Less Common Side Effects Worth Noting

Beyond the top three adverse events, trial and post-marketing data reveal a longer tail of reported effects. Fatigue (6.3% vs. 3.4% placebo), insomnia (4.9% vs. 3.2%), and dry mouth (2.4% vs. 0.9%) appeared in the BEGONIA data 1. Forum reviewers also describe appetite changes, vivid dreams, and mood fluctuations, though these appeared at low rates in controlled trials and may reflect nocebo or comorbidity effects.

Weight changes generate occasional forum discussion. The clinical trial database did not identify significant weight gain or loss with flibanserin 2. Appendicitis was noted as a numerical imbalance in early safety reviews (5 cases flibanserin vs. 1 placebo across all trials), but the FDA's medical reviewer attributed this to chance given the low absolute numbers and lack of biologic plausibility 2.

A long-term open-label extension study following women for up to 18 months found no new safety signals beyond those identified in the key trials 14. The adverse event profile remained consistent, and no evidence of dependence, withdrawal, or rebound emerged upon discontinuation.

How Flibanserin Side Effects Compare to Bremelanotide

Since 2019, premenopausal women with HSDD have had a second FDA-approved option: bremelanotide (Vyleesi), a melanocortin receptor agonist administered as a subcutaneous injection before anticipated sexual activity. The RECONNECT trials showed nausea in 40% of bremelanotide users (vs. 1% placebo) compared to 10% with flibanserin 15. Bremelanotide's nausea is acute and self-limited (typically 1-2 hours), while flibanserin's side effects are chronic but milder in intensity.

The choice between drugs involves different side-effect trade-offs. Flibanserin requires daily dosing with alcohol avoidance and carries CNS depression risk. Bremelanotide requires injection, causes more nausea per-dose, but avoids the alcohol interaction entirely. The ISSWSH process of care guidelines for HSDD recommend shared decision-making that accounts for patient lifestyle and side-effect tolerance 16.
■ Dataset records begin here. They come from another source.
// ===============================
// src/domain.rs
// ===============================
use ahash::AHashMap as HashMap;
use chrono::{DateTime, NaiveDateTime, TimeZone, Utc};
use serde::{Deserialize, Serialize};

#[derive(Debug, Clone, Copy, PartialEq, Eq, Serialize, Deserialize)]
#[serde(rename_all = "UPPERCASE")]
pub enum Outcome { Yes, No }

#[derive(Debug, Clone, Copy, PartialEq, Eq, Serialize, Deserialize)]
#[serde(rename_all = "UPPERCASE")]
pub enum Side { Buy, Sell }

/// One matched trade. Immutable once received; fills are ordered by
/// `timestamp`, which is not guaranteed unique.
#[derive(Debug, Clone, Serialize, Deserialize)]
pub struct Fill {
    pub order_id: String,
    pub token_id: String,
    pub outcome: Outcome,
    pub side: Side,
    pub price: f64,
    pub size: f64,
    #[serde(with = "ts")]
    pub timestamp: DateTime<Utc>,
    #[serde(default = "default_maker")]
    pub maker: bool,
}

fn default_maker() -> bool { true }

impl Fill {
    /// USDC value of the fill.
    pub fn notional(&self) -> f64 { self.price * self.size }
}

/// Exposure in one outcome token of a market.
#[derive(Debug, Clone, Default, Serialize, Deserialize)]
pub struct ExposureLeg {
    #[serde(default)]
    pub quantity: f64,
    #[serde(default)]
    pub total_cost: f64,
}

impl ExposureLeg {
    pub fn avg_cost(&self) -> f64 {
        if self.quantity > 0.0 { self.total_cost / self.quantity } else { 0.0 }
    }
}

/// Combined YES and NO exposure for a market.
#[derive(Debug, Clone, Serialize, Deserialize)]
pub struct MarketPosition {
    pub condition_id: String,
    #[serde(default)]
    pub yes_position: ExposureLeg,
    #[serde(default)]
    pub no_position: ExposureLeg,
}

impl MarketPosition {
    pub fn total_cost(&self) -> f64 {
        self.yes_position.total_cost + self.no_position.total_cost
    }
}

/// Which data-source tier produced the current snapshot. Always set, and
/// surfaced to the operator so synthetic data is never mistaken for live.
#[derive(Debug, Clone, Copy, PartialEq, Eq, Default, Serialize, Deserialize)]
pub enum Origin {
    Live,
    SnapshotFile,
    #[default]
    Synthetic,
}

impl Origin {
    pub fn as_str(&self) -> &'static str {
        match self {
            Origin::Live => "live",
            Origin::SnapshotFile => "snapshot_file",
            Origin::Synthetic => "synthetic",
        }
    }
}

/// The resolved raw payload for one refresh cycle. Fully replaces the prior
/// snapshot; `as_of` may move backwards when a fallback tier returns older
/// data, so callers must not assume monotonicity.
#[derive(Debug, Clone, Default, Serialize)]
pub struct DashboardSnapshot {
    pub fills: Vec<Fill>,
    pub positions: HashMap<String, MarketPosition>,
    pub total_maker_volume: f64,
    pub total_rebates_estimate: f64,
    pub as_of: DateTime<Utc>,
    pub origin: Origin,
}

/// One point of the cumulative P&L series, one per fill, in fill order.
#[derive(Debug, Clone, Copy, PartialEq, Serialize)]
pub struct PnlPoint {
    pub timestamp: DateTime<Utc>,
    pub cumulative_pnl: f64,
}

/// Derived totals, always recomputed in full from the current fills.
#[derive(Debug, Clone, Copy, Default, PartialEq, Serialize)]
pub struct AggregateMetrics {
    pub total_maker_volume: f64,
    pub total_rebate_estimate: f64,
}

/// Notional volume partitioned by outcome.
#[derive(Debug, Clone, Copy, Default, PartialEq, Serialize)]
pub struct OutcomeVolumeSplit {
    pub yes: f64,
    pub no: f64,
}

// ---- Wire payload (/api/stats and the state.json snapshot file) ----

/// Raw stats body as served by the bot. Every top-level field is optional:
/// absent sequences/mappings parse as empty, absent totals as zero, absent
/// `last_updated` as the resolution time (filled in by `into_snapshot`).
#[derive(Debug, Clone, Default, Deserialize)]
pub struct StatsPayload {
    #[serde(default)]
    pub fills: Vec<Fill>,
    #[serde(default)]
    pub positions: HashMap<String, MarketPosition>,
    #[serde(default)]
    pub total_maker_volume: f64,
    #[serde(default)]
    pub total_rebates_estimate: f64,
    #[serde(default, with = "ts_opt")]
    pub last_updated: Option<DateTime<Utc>>,
}

impl StatsPayload {
    pub fn into_snapshot(self, origin: Origin, resolved_at: DateTime<Utc>) -> DashboardSnapshot {
        DashboardSnapshot {
            fills: self.fills,
            positions: self.positions,
            total_maker_volume: self.total_maker_volume,
            total_rebates_estimate: self.total_rebates_estimate,
            as_of: self.last_updated.unwrap_or(resolved_at),
            origin,
        }
    }
}

/// Parse an ISO-8601 instant. The bot serializes with Python's
/// `datetime.utcnow().isoformat()`, which carries no offset, so naive
/// timestamps are read as UTC alongside proper RFC 3339.
pub fn parse_instant(s: &str) -> Option<DateTime<Utc>> {
    if let Ok(dt) = DateTime::parse_from_rfc3339(s) {
        return Some(dt.with_timezone(&Utc));
    }
    NaiveDateTime::parse_from_str(s, "%Y-%m-%dT%H:%M:%S%.f")
        .ok()
        .map(|naive| Utc.from_utc_datetime(&naive))
}

mod ts {
    use super::*;
    use serde::{de, Deserializer, Serializer};

    pub fn serialize<S: Serializer>(dt: &DateTime<Utc>, s: S) -> Result<S::Ok, S::Error> {
        s.serialize_str(&dt.to_rfc3339())
    }

    pub fn deserialize<'de, D: Deserializer<'de>>(d: D) -> Result<DateTime<Utc>, D::Error> {
        let raw = String::deserialize(d)?;
        parse_instant(&raw).ok_or_else(|| de::Error::custom(format!("bad timestamp: {raw}")))
    }
}

mod ts_opt {
    use super::*;
    use serde::{de, Deserializer};

    pub fn deserialize<'de, D: Deserializer<'de>>(d: D) -> Result<Option<DateTime<Utc>>, D::Error> {
        match Option::<String>::deserialize(d)? {
            None => Ok(None),
            Some(raw) => parse_instant(&raw)
                .map(Some)
                .ok_or_else(|| de::Error::custom(format!("bad last_updated: {raw}"))),
        }
    }
}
Forum reviewers who tried both drugs describe a clear preference split: women who drink socially tend to prefer bremelanotide despite the nausea, while women who want a daily baseline approach with fewer injection-related barriers prefer flibanserin.

Interpreting Real-World Reviews: Key Caveats

Online side-effect reports for any medication carry well-documented biases. Self-selection means users who experience strong reactions (positive or negative) are overrepresented. Recall bias, attribution errors (blaming unrelated symptoms on the drug), and the absence of placebo control all limit the reliability of forum-derived data.

The BEGONIA trial's placebo arm illustrates this: 3.9% of women taking a sugar pill reported nausea, and 2.9% reported somnolence 1. Subtracting placebo rates from active-drug rates gives the drug-attributable risk, which is substantially lower than the raw incidence numbers suggest. For nausea, the attributable risk is approximately 6.5%, not 10.4%.

Women considering flibanserin should discuss the full safety profile with their prescriber, including CYP3A4 interactions, the alcohol contraindication, and the expected 4-8 week timeline before either efficacy or side-effect attenuation can be assessed. The standard starting dose is 100 mg nightly at bedtime, and the FDA label recommends discontinuation after 8 weeks if no improvement occurs 2.